実の親と義理の親、親と配偶者など、1人で複数の家族を介護する多重介護が増えている。要介護者の増加と介護期間の長期化、そして少子化による介護者の減少が背景にある。
キャスターの国谷裕子は「多重介護は50代から60代の現役世代に重くのしかかっています。専門家からは、このまま進めば離職や生活喪失の人が急増すると指摘されています」と指摘する。
病気の両親のケアで精神的にも肉体的にも限界
20年ほど前は1人の高齢者を5人で支えていたが、いまでは2人で支えなくてはならない。2025年には1.79人で1人だ。東京・大田区で92歳と87歳の両親を介護している行川修さんは休職して実家に帰ってきた。きっかけは、入院中の父親が治療を終えて自宅に戻ったことだった。同じころ、今度は母親の病状が悪化し、2人の介護を独身の行川さんが引き受けることになった。医師は行川さんの負担は1人で担える限界を超えていると懸念する。
在宅診療で行川さん宅を訪れている大田病院・高岡直子医師はこう話す。「1人を介護するだけでも大変です。2人は病気が違っていて、ケアのポイントも違う。精神的にも肉体的にも息子さん一人では担いきれません」
行川さんは「多重介護の難しさは予測できないことが同時に起こることです。何があってもすぐ対応できるよう、2人のそばで眠る日々が続いています」と語る。仕事に復帰するために介護施設への入所も考えたが、一緒に自宅で暮らしたいという両親の思いを尊重し、在宅介護を続けることにした。仕事を辞めることも考え始めているという。
脳梗塞で倒れ手足に痺れが残る夫と、認知症の母親の2人の介護をしている佐々木洋子さんは、「仕事と介護を両立させようとしても、経済的負担は重くなるばかりです」と話す。
母親を施設に入所させようとしても断られてしまう。現在の制度では、入所できるかどうかは要介護度の重さのみで判断されているからだ。要介護度の5段階評価で判別され、要介護度4、5の重い人が優先される。佐々木さんの母親は要介護度2だ。介護をする人の状況が考慮されないため、多重介護者を救う体制が整っていないのである。
英国では介護者支援法
こうした中、多重介護者の負担を軽くするための新しい動きが横浜市で始まっている。介護ヘルパー、看護師、医師、弁護士、市民後見人など、さまざまな人たちが連携しながら、介護者を支援していこうというのだ。介護される人の病気の状況、介護する人の置かれている状況(家族関係、経済面など)を一つ一つ書き出して、マップ化することで課題や解決策を見出していく。見える事例検討会・八森淳の「ある方を支えると家族も支えないといけない。地域のことも考えないといけない。マップを通して多職種で議論することでできるのではないか」という可能性を報じた。

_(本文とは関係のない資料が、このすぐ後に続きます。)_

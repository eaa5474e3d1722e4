//! Booking schedule layout engine.
//!
//! Turns `(aircraft × time window × bookings × filter)` into a renderable
//! grid. Everything here is synchronous and side-effect free; the only state
//! is the [`ViewState`] triple owned by the caller.

pub mod filter;
pub mod grid;
pub mod labels;
pub mod marker;
pub mod paginate;
pub mod placement;
pub mod view;
pub mod window;

pub use filter::{suggest, FilterCriterion, FilterKind, Suggestion};
pub use grid::{assemble, GridModel, GridRow, PageInfo};
pub use labels::{LabelField, LabelPolicy};
pub use marker::{current_time_marker, TimeMarker};
pub use paginate::{page_count, page_slice, ResourcePage, PAGE_SIZE};
pub use placement::{
    cell_index, clip_to_band, place_all, place_booking, Geometry, Placement, RowKey, RowSpec,
};
pub use view::{NavAction, ScheduleEvent, ViewState};
pub use window::{
    clamp_renderable, is_renderable, resolve_window, week_start, DayWindow, TimeWindow, ViewMode,
    BAND_HOURS, VISIBLE_END_HOUR, VISIBLE_START_HOUR,
};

国谷「介護サービスというのは家族介護を前提に始まりました。でも、介護をする家族の問題はこれまで見過ごされてきました。介護サービスの限界が来たような気がします」
日本ケアラー連盟の牧野史子代表理事はこう答えた。「一人で複数の家族を介護するのは限界があります。仕事を続けることも難しくなります。介護する人をサポートする制度が必要なんです。介護者への一番必要とされている支援は自分に何かあったときに急に使えるもの。さらに、介護者の生活保障につながる経済支援が求められています。
介護している人も健康的な生活を送る権利があるという人権擁護の視点が英国では介護者支援法という法律で守られていて、日本にもそういう考えを導入する時期に来ていると思います」
英国よりもさらに高齢化が進む日本にもかかわらず、こうした面でのサポートは大きく遅れている。